BRIEF:
Going line by line through the data below, report how many lines include the word "derive", with nothing added.

** Opening DATA UNDER STUDY block **

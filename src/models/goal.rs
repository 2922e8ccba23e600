//! Savings goal model and coverage math
//!
//! A goal accumulates deposits toward a target amount, independent of the
//! main balance ledger. Coverage answers "how much of the target could I
//! satisfy right now" by combining the saved amount with the current
//! balance.

use chrono::NaiveDate;
use serde::{Deserialize, Serialize};
use std::fmt;

use super::ids::GoalId;
use super::money::Money;

use crate::error::{ZenithError, ZenithResult};

/// A savings target
#[derive(Debug, Clone, PartialEq, Serialize, Deserialize)]
pub struct Goal {
    /// Unique identifier
    pub id: GoalId,

    /// What the user is saving for
    pub title: String,

    /// The amount to reach
    pub target_amount: Money,

    /// Amount deposited so far. Unclamped: deposits past the target are
    /// kept as-is and only clamped to 100% in coverage/display math.
    pub current_amount: Money,

    /// Optional target date; informational only
    #[serde(default, skip_serializing_if = "Option::is_none")]
    pub deadline: Option<NaiveDate>,
}

/// How much of a goal's target is satisfiable right now
///
/// Percentages are unrounded f64; amounts are exact [`Money`]. Display code
/// rounds to whole percent.
#[derive(Debug, Clone, Copy, PartialEq)]
pub struct Coverage {
    /// Percent of target already saved, clamped to 100
    pub saved_progress: f64,
    /// Percent of target the current balance could add on top of savings
    pub balance_contribution: f64,
    /// Percent of target covered by savings plus balance, clamped to 100
    pub total_coverage: f64,
    /// Amount still missing from the target (0 when saved >= target)
    pub missing_from_target: Money,
    /// Amount the balance falls short of the missing part (0 when coverable)
    pub deficit: Money,
    /// Whether the current balance alone covers the missing part
    pub can_cover_now: bool,
}

impl Goal {
    /// Create a goal with nothing saved yet and a fresh id
    pub fn new(title: impl Into<String>, target_amount: Money) -> Self {
        Self {
            id: GoalId::new(),
            title: title.into(),
            target_amount,
            current_amount: Money::zero(),
            deadline: None,
        }
    }

    /// Create a goal with a deadline
    pub fn with_deadline(
        title: impl Into<String>,
        target_amount: Money,
        deadline: NaiveDate,
    ) -> Self {
        let mut goal = Self::new(title, target_amount);
        goal.deadline = Some(deadline);
        goal
    }

    /// Validate a goal before it enters the list
    pub fn validate(&self) -> ZenithResult<()> {
        if self.title.trim().is_empty() {
            return Err(ZenithError::InvalidInput("title must not be empty".into()));
        }
        if !self.target_amount.is_positive() {
            return Err(ZenithError::InvalidInput(
                "target amount must be greater than zero".into(),
            ));
        }
        Ok(())
    }

    /// Add to the saved amount. The caller decides whether the deposit is
    /// allowed; this method applies it unconditionally.
    pub fn deposit(&mut self, amount: Money) {
        self.current_amount += amount;
    }

    /// Percent of target saved, unclamped (a goal at 120% reports 120)
    pub fn percent_complete(&self) -> f64 {
        self.current_amount.percent_of(self.target_amount)
    }

    /// Coverage of this goal given the current balance
    ///
    /// A non-positive target (possible only in hand-edited data files)
    /// degrades to fully-saved coverage instead of propagating NaN.
    pub fn coverage(&self, current_balance: Money) -> Coverage {
        if !self.target_amount.is_positive() {
            return Coverage {
                saved_progress: 100.0,
                balance_contribution: 0.0,
                total_coverage: 100.0,
                missing_from_target: Money::zero(),
                deficit: Money::zero(),
                can_cover_now: true,
            };
        }

        let saved_progress = self.percent_complete().min(100.0);
        let missing_from_target =
            (self.target_amount - self.current_amount).max(Money::zero());
        let balance_contribution = (current_balance.percent_of(self.target_amount))
            .min(100.0 - saved_progress);
        let total_coverage = ((self.current_amount + current_balance)
            .percent_of(self.target_amount))
        .min(100.0);
        let can_cover_now = current_balance >= missing_from_target;
        let deficit = if can_cover_now {
            Money::zero()
        } else {
            missing_from_target - current_balance
        };

        Coverage {
            saved_progress,
            balance_contribution,
            total_coverage,
            missing_from_target,
            deficit,
            can_cover_now,
        }
    }
}

impl fmt::Display for Goal {
    fn fmt(&self, f: &mut fmt::Formatter<'_>) -> fmt::Result {
        write!(
            f,
            "{}: {} / {}",
            self.title, self.current_amount, self.target_amount
        )
    }
}

#[cfg(test)]
mod tests {
    use super::*;

    #[test]
    fn test_new_goal_starts_empty() {
        let goal = Goal::new("Emergency fund", Money::from_units(1000));
        assert_eq!(goal.current_amount, Money::zero());
        assert!(goal.deadline.is_none());
        assert!(goal.validate().is_ok());
    }

    #[test]
    fn test_validate_rejects_bad_input() {
        let empty = Goal::new("  ", Money::from_units(100));
        assert!(empty.validate().unwrap_err().is_invalid_input());

        let zero_target = Goal::new("Trip", Money::zero());
        assert!(zero_target.validate().is_err());
    }

    #[test]
    fn test_coverage_worked_example() {
        // target 1000, saved 400, balance 700
        let mut goal = Goal::new("Laptop", Money::from_units(1000));
        goal.deposit(Money::from_units(400));

        let cov = goal.coverage(Money::from_units(700));
        assert_eq!(cov.saved_progress, 40.0);
        assert_eq!(cov.missing_from_target, Money::from_units(600));
        assert_eq!(cov.balance_contribution, 60.0); // min(100-40, 70)
        assert_eq!(cov.total_coverage, 100.0); // min(100, 110)
        assert!(cov.can_cover_now); // 700 >= 600
        assert_eq!(cov.deficit, Money::zero());
    }

    #[test]
    fn test_coverage_with_deficit() {
        let mut goal = Goal::new("Laptop", Money::from_units(1000));
        goal.deposit(Money::from_units(100));

        let cov = goal.coverage(Money::from_units(200));
        assert_eq!(cov.saved_progress, 10.0);
        assert_eq!(cov.missing_from_target, Money::from_units(900));
        assert_eq!(cov.balance_contribution, 20.0);
        assert_eq!(cov.total_coverage, 30.0);
        assert!(!cov.can_cover_now);
        assert_eq!(cov.deficit, Money::from_units(700));
    }

    #[test]
    fn test_coverage_overfunded_goal_clamps_at_display_math() {
        let mut goal = Goal::new("Phone", Money::from_units(500));
        goal.deposit(Money::from_units(600));

        assert_eq!(goal.percent_complete(), 120.0); // stored value unclamped
        let cov = goal.coverage(Money::zero());
        assert_eq!(cov.saved_progress, 100.0);
        assert_eq!(cov.missing_from_target, Money::zero());
        assert_eq!(cov.balance_contribution, 0.0);
        assert_eq!(cov.total_coverage, 100.0);
        assert!(cov.can_cover_now);

        // A negative balance counts against coverage even when fully saved
        let cov = goal.coverage(Money::from_units(-50));
        assert!(!cov.can_cover_now);
        assert_eq!(cov.deficit, Money::from_units(50));
    }

    #[test]
    fn test_coverage_zero_target_degrades_without_nan() {
        let goal = Goal {
            id: GoalId::new(),
            title: "Broken".into(),
            target_amount: Money::zero(),
            current_amount: Money::zero(),
            deadline: None,
        };
        let cov = goal.coverage(Money::from_units(50));
        assert_eq!(cov.saved_progress, 100.0);
        assert_eq!(cov.missing_from_target, Money::zero());
        assert_eq!(cov.deficit, Money::zero());
        assert!(cov.can_cover_now);
    }

    #[test]
    fn test_serialization_round_trip() {
        let goal = Goal::with_deadline(
            "Trip",
            Money::from_units(2500),
            NaiveDate::from_ymd_opt(2025, 12, 1).unwrap(),
        );
        let json = serde_json::to_string(&goal).unwrap();
        let back: Goal = serde_json::from_str(&json).unwrap();
        assert_eq!(goal, back);
    }

    #[test]
    fn test_deadline_omitted_from_json_when_absent() {
        let goal = Goal::new("Trip", Money::from_units(100));
        let json = serde_json::to_string(&goal).unwrap();
        assert!(!json.contains("deadline"));
    }
}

** Closing DATA UNDER STUDY block **

TASK SOLUTION:
2